··· THE RECORDS ···

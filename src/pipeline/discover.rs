//! Input discovery: expand directory arguments into binary files.

use std::path::{Path, PathBuf};

use anyhow::{Context, Result};
use walkdir::WalkDir;

use crate::config::ExtractionConfig;
use crate::extract::ExtractorDispatcher;
use crate::utils::absolute_path;

/// Expand `inputs` into the files to extract, in a stable order.
///
/// Files named explicitly are always kept, so a non-binary argument is
/// reported as a failure rather than silently dropped. Files found by walking
/// a directory are kept only when some extractor claims their magic bytes.
/// A file reached through several spellings (`bin/app`, `./bin/app`, a
/// symlink) is kept once, under the first spelling seen.
pub fn collect_inputs(
    inputs: &[PathBuf],
    dispatcher: &ExtractorDispatcher,
    config: &ExtractionConfig,
) -> Result<Vec<PathBuf>> {
    let mut files = Vec::new();
    for input in inputs {
        let metadata = std::fs::metadata(input)
            .with_context(|| format!("cannot read input {}", input.display()))?;
        if metadata.is_dir() {
            files.extend(walk_directory(input, dispatcher, config));
        } else {
            files.push(input.clone());
        }
    }

    let mut seen = std::collections::HashSet::new();
    files.retain(|f| seen.insert(absolute_path(f)));
    tracing::info!("found {} input files", files.len());
    Ok(files)
}

fn walk_directory(
    dir: &Path,
    dispatcher: &ExtractorDispatcher,
    config: &ExtractionConfig,
) -> Vec<PathBuf> {
    let max_depth = if config.recursive { usize::MAX } else { 1 };
    WalkDir::new(dir)
        .max_depth(max_depth)
        .follow_links(config.follow_symlinks)
        .sort_by_file_name()
        .into_iter()
        .filter_map(|entry| match entry {
            Ok(entry) => Some(entry),
            Err(e) => {
                tracing::warn!("skipping unreadable entry under {}: {e}", dir.display());
                None
            }
        })
        .filter(|entry| entry.file_type().is_file())
        .filter(|entry| match dispatcher.select_path(entry.path()) {
            Ok(Some(_)) => true,
            Ok(None) => {
                tracing::debug!("no extractor for {}", entry.path().display());
                false
            }
            Err(e) => {
                tracing::debug!("cannot read header of {}: {e}", entry.path().display());
                false
            }
        })
        .map(walkdir::DirEntry::into_path)
        .collect()
}

#[cfg(test)]
mod tests {
    use super::*;
    use tempfile::TempDir;

    #[test]
    fn test_walk_keeps_only_binaries() {
        let tmp = TempDir::new().unwrap();
        std::fs::write(tmp.path().join("b.a"), b"!<arch>\n").unwrap();
        std::fs::write(tmp.path().join("a.txt"), b"hello").unwrap();
        std::fs::write(tmp.path().join("empty"), b"").unwrap();
        std::fs::create_dir(tmp.path().join("sub")).unwrap();
        std::fs::write(tmp.path().join("sub/c.a"), b"!<arch>\n").unwrap();

        let dispatcher = ExtractorDispatcher::standard();
        let flat = collect_inputs(
            &[tmp.path().to_path_buf()],
            &dispatcher,
            &ExtractionConfig::default(),
        )
        .unwrap();
        assert_eq!(flat, vec![tmp.path().join("b.a")]);

        let recursive = ExtractionConfig {
            recursive: true,
            ..ExtractionConfig::default()
        };
        let deep = collect_inputs(&[tmp.path().to_path_buf()], &dispatcher, &recursive).unwrap();
        assert_eq!(deep.len(), 2);
    }

    #[test]
    fn test_explicit_files_are_kept_and_deduplicated() {
        let tmp = TempDir::new().unwrap();
        let file = tmp.path().join("notes.txt");
        std::fs::write(&file, b"hello").unwrap();

        let files = collect_inputs(
            &[file.clone(), file.clone()],
            &ExtractorDispatcher::standard(),
            &ExtractionConfig::default(),
        )
        .unwrap();
        assert_eq!(files, vec![file]);
    }

    #[test]
    fn test_spellings_of_one_file_are_kept_once() {
        let tmp = TempDir::new().unwrap();
        std::fs::create_dir(tmp.path().join("bin")).unwrap();
        let file = tmp.path().join("bin/libx.a");
        std::fs::write(&file, b"!<arch>\n").unwrap();

        let files = collect_inputs(
            &[
                file.clone(),
                tmp.path().join("bin/./libx.a"),
                tmp.path().join("bin/../bin/libx.a"),
                tmp.path().join("bin"),
            ],
            &ExtractorDispatcher::standard(),
            &ExtractionConfig::default(),
        )
        .unwrap();
        assert_eq!(files, vec![file]);
    }

    #[test]
    fn test_missing_input_is_an_error() {
        let result = collect_inputs(
            &[PathBuf::from("/nonexistent/binsbom-input")],
            &ExtractorDispatcher::standard(),
            &ExtractionConfig::default(),
        );
        assert!(result.is_err());
    }
}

···

| TASK PROMPT |
When you repeat the lines, start with the first line of the material and end with the line that contains "let metadata = std::fs::metadata(input)", keeping both and reproducing each exactly, with nothing added.

| OUTPUT OF THE EXERCISE |
filename src/pipeline/discover.rs
//! Input discovery: expand directory arguments into binary files.

use std::path::{Path, PathBuf};

use anyhow::{Context, Result};
use walkdir::WalkDir;

use crate::config::ExtractionConfig;
use crate::extract::ExtractorDispatcher;
use crate::utils::absolute_path;

/// Expand `inputs` into the files to extract, in a stable order.
///
/// Files named explicitly are always kept, so a non-binary argument is
/// reported as a failure rather than silently dropped. Files found by walking
/// a directory are kept only when some extractor claims their magic bytes.
/// A file reached through several spellings (`bin/app`, `./bin/app`, a
/// symlink) is kept once, under the first spelling seen.
pub fn collect_inputs(
    inputs: &[PathBuf],
    dispatcher: &ExtractorDispatcher,
    config: &ExtractionConfig,
) -> Result<Vec<PathBuf>> {
    let mut files = Vec::new();
    for input in inputs {
        let metadata = std::fs::metadata(input)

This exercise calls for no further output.